どうやって入れるのかわからないようだった。
「あの、あたし、上になりましょうか?」
「え?なおぼんが?」
「あたしも初めてでわかんないんですけど、そのほうが入れやすいかなっと」
とかなんとか言うあたし。
とにかく、織田先輩に仰向けに寝てもらって、あたしが彼をまたいだ。
浩二としたときも、そのほうがやりやすかったのだ。
「うわ、なんか、やらしいね」
先輩がにやにやして言う。
「そうですね。女がこんな格好でなんてね」
あたしも、そう答えた。
あたしは上半身をかがめて、先輩の屹立に手を添えて、ひざをついて狙いを定めた。
手に持った感触でも「太いなぁ」と思った。
膣口に当てて力を入れるが、きつい。
「うっ。
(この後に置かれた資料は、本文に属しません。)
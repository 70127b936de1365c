//! Shared helpers for subcommands: `@` expansion, glob handling,
//! local-versus-upspin path classification, and error reporting that
//! collects per-item failures instead of stopping.

use anyhow::{Context, Result};
use upspin_core::entry::DirEntry;
use upspin_core::{Kind, PathName};

use crate::cmd::Session;

/// Where an argument points.
#[derive(Clone, Debug, PartialEq, Eq)]
pub enum Target {
    Upspin(PathName),
    Local(std::path::PathBuf),
}

impl Session {
    /// Expands a leading `@` to the current user's root: `@/a/b` becomes
    /// `user@domain/a/b`, and `@+s/a` the suffixed variant's.
    pub fn expand_at(&self, arg: &str) -> Result<PathName> {
        let user = self.config.user_name.as_str();
        let expanded = if arg == "@" {
            format!("{user}/")
        } else if let Some(rest) = arg.strip_prefix("@/") {
            format!("{user}/{rest}")
        } else if let Some(rest) = arg.strip_prefix("@+") {
            // "@+suffix" or "@+suffix/path".
            let (suffix, path) = match rest.find('/') {
                Some(i) => (&rest[..i], &rest[i..]),
                None => (rest, ""),
            };
            let parsed = upspin_core::user::parse(user)?;
            format!("{}{}", parsed.with_suffix(suffix), path)
        } else {
            arg.to_string()
        };
        Ok(upspin_core::path::clean(&expanded)?)
    }

    /// True if the argument names an upspin path rather than a local file.
    pub fn is_upspin(&self, arg: &str) -> bool {
        if arg.starts_with('@') {
            return true;
        }
        match arg.find('/') {
            Some(slash) => arg[..slash].contains('@'),
            None => arg.contains('@'),
        }
    }

    pub fn classify(&self, arg: &str) -> Result<Target> {
        if self.is_upspin(arg) {
            Ok(Target::Upspin(self.expand_at(arg)?))
        } else {
            Ok(Target::Local(std::path::PathBuf::from(arg)))
        }
    }

    /// Expands one argument to concrete path names: glob expansion when
    /// enabled and the argument has metacharacters, a plain `@` expansion
    /// otherwise. Glob patterns that match nothing are an error.
    pub async fn expand_upspin(&self, arg: &str, glob: bool) -> Result<Vec<PathName>> {
        let name = self.expand_at(arg)?;
        if !glob || !upspin_core::path::pattern_has_meta(&name) {
            return Ok(vec![name]);
        }
        let entries = self.client.glob(name.as_str()).await?;
        if entries.is_empty() {
            anyhow::bail!("no path matches {arg}");
        }
        Ok(entries.into_iter().map(|e| e.name).collect())
    }
}

/// Prints one error the way the CLI reports per-item failures. Permission
/// and privacy failures collapse to one message so callers cannot probe
/// for existence.
pub fn report(err: &upspin_core::Error) {
    if err.is(Kind::Permission) || err.is(Kind::Private) {
        match err.path_name() {
            Some(path) => eprintln!("upspin: {path}: information withheld"),
            None => eprintln!("upspin: information withheld"),
        }
        return;
    }
    eprintln!("upspin: {err}");
}

pub fn report_anyhow(err: &anyhow::Error) {
    match err.downcast_ref::<upspin_core::Error>() {
        Some(e) => report(e),
        None => eprintln!("upspin: {err:#}"),
    }
}

/// One `ls -l` line: attributes, size, packing, time, location, name.
pub fn long_line(entry: &DirEntry) -> String {
    let attr = match entry.attr {
        upspin_core::Attribute::Directory => "d",
        upspin_core::Attribute::Link => "l",
        upspin_core::Attribute::Incomplete => "?",
        upspin_core::Attribute::None => "-",
    };
    let size = entry.size().unwrap_or(0);
    let time = chrono::DateTime::from_timestamp(entry.time, 0)
        .map(|t| t.format("%Y-%m-%d %H:%M").to_string())
        .unwrap_or_else(|| "-".to_string());
    let location = entry
        .blocks
        .first()
        .map(|b| b.location.endpoint.to_string())
        .unwrap_or_else(|| "-".to_string());
    let mut line = format!(
        "{attr} {:>5} {:>12} {} {}\t{}",
        entry.sequence,
        size,
        entry.packing,
        format!("{time} {location}"),
        entry.name
    );
    if let Some(target) = &entry.link {
        line.push_str(&format!(" -> {target}"));
    }
    line
}

/// Reads all of an upspin file or a local file.
pub async fn read_target(session: &Session, target: &Target) -> Result<Vec<u8>> {
    match target {
        Target::Upspin(name) => Ok(session.client.get(name).await?),
        Target::Local(path) => {
            std::fs::read(path).with_context(|| format!("reading {}", path.display()))
        }
    }
}

#[cfg(test)]
mod tests {
    use super::*;
    use upspin_client::Client;
    use upspin_core::Config;
    use upspin_factotum::{Curve, Factotum, keygen};

    fn session() -> Session {
        let config = Config::new("ann@example.com".into());
        let g = keygen::from_seed(Curve::P256, &[1; 16]).unwrap();
        let factotum =
            Factotum::from_keys(g.pair.public().text(), &g.pair.secret_decimal()).unwrap();
        Session {
            client: Client::new(config.clone(), factotum),
            config,
        }
    }

    #[test]
    fn at_expansion() {
        let s = session();
        assert_eq!(s.expand_at("@").unwrap().as_str(), "ann@example.com/");
        assert_eq!(s.expand_at("@/a/b").unwrap().as_str(), "ann@example.com/a/b");
        assert_eq!(
            s.expand_at("@+snapshot").unwrap().as_str(),
            "ann+snapshot@example.com/"
        );
        assert_eq!(
            s.expand_at("@+snapshot/x").unwrap().as_str(),
            "ann+snapshot@example.com/x"
        );
        assert_eq!(
            s.expand_at("bob@x.org/f").unwrap().as_str(),
            "bob@x.org/f"
        );
    }

    #[test]
    fn classification() {
        let s = session();
        assert!(s.is_upspin("@/a"));
        assert!(s.is_upspin("ann@example.com/a"));
        assert!(!s.is_upspin("/tmp/file"));
        assert!(!s.is_upspin("relative/path"));
    }
}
硬ったぁい」
「痛いのか?なおぼん」
「うん、ちょっと・・・でも、待って。先だけでも入ると思う」
めりめりと音がするんじゃないかという感じで、先輩のモノがあたしを裂く。
だいたい、あたしだってそんなに経験がないので、処女に近いのだった。
十分潤ってはいるのだけど、なかなか・・・鋭い痛みも走る。
玉の汗が額から、腋の下から、だらだらと流れるのが感じられた。
「ああ、気持ちいいよ」
そんな気も知らないで先輩は恍惚とした表情だった。
ようやく、あたしのあそこは、緩み始め、先輩を感じることができるようになった。
すこし動こうと、腰を上げる。
抜ききらないようにして、またゆっくり差し込んでいく。
圧力を感じながら、それがだんだん快感に転じていくのだった。
「ああ、いい。織田さん、ええわぁ。おっきくて硬い」
「そ、そうか。ええか」
自信なさげだった織田さんの顔に、余裕が表れてきた。
下から突き上げるような先輩の腰の動きにあたしは声が出てしまう。
「ひっ。あっ、くっ。だめっ。だめぇ」
「ええのか?このままやったら、おれ、やばい」
正常位にしたいと先輩が言ってきた。
騎乗位では膣外射精がままならないからだ。
あたしは転がされ、上から貫かれた。
重い先輩の体重を感じながら、せんべい布団に押し付けられるあたし。
お互いの汗で、布団はじっとりと湿り気を帯びていた。
屈曲位で奥深くまで差し込まれ、膣がめいっぱい拡げられて犯された。
先輩の腰の動きが速まり、ほどなく絶頂を迎えるような感じだった。
あたしも普段とは違う快感に酔いしれていた。
「ああ、ああ、出る、出るで・・・」
「織田さん、外に、外に、おねがい・・」
「わかってる、わかってるよぉ。うりゃあ」
ずぼっと胎内から抜かれて、おなかの上やらおっぱいに熱い液体が弾け飛んだ。

あたしは彼の尿道から何度も白い液体が自分に向かって噴出するのを注視していた。
それを見て、また絶頂感が襲ってきたのだった。

「なおぼん、ありがとう」
「織田さん・・・あたしもよかった」
また口づけを交わして、あたしたちは少し眠った。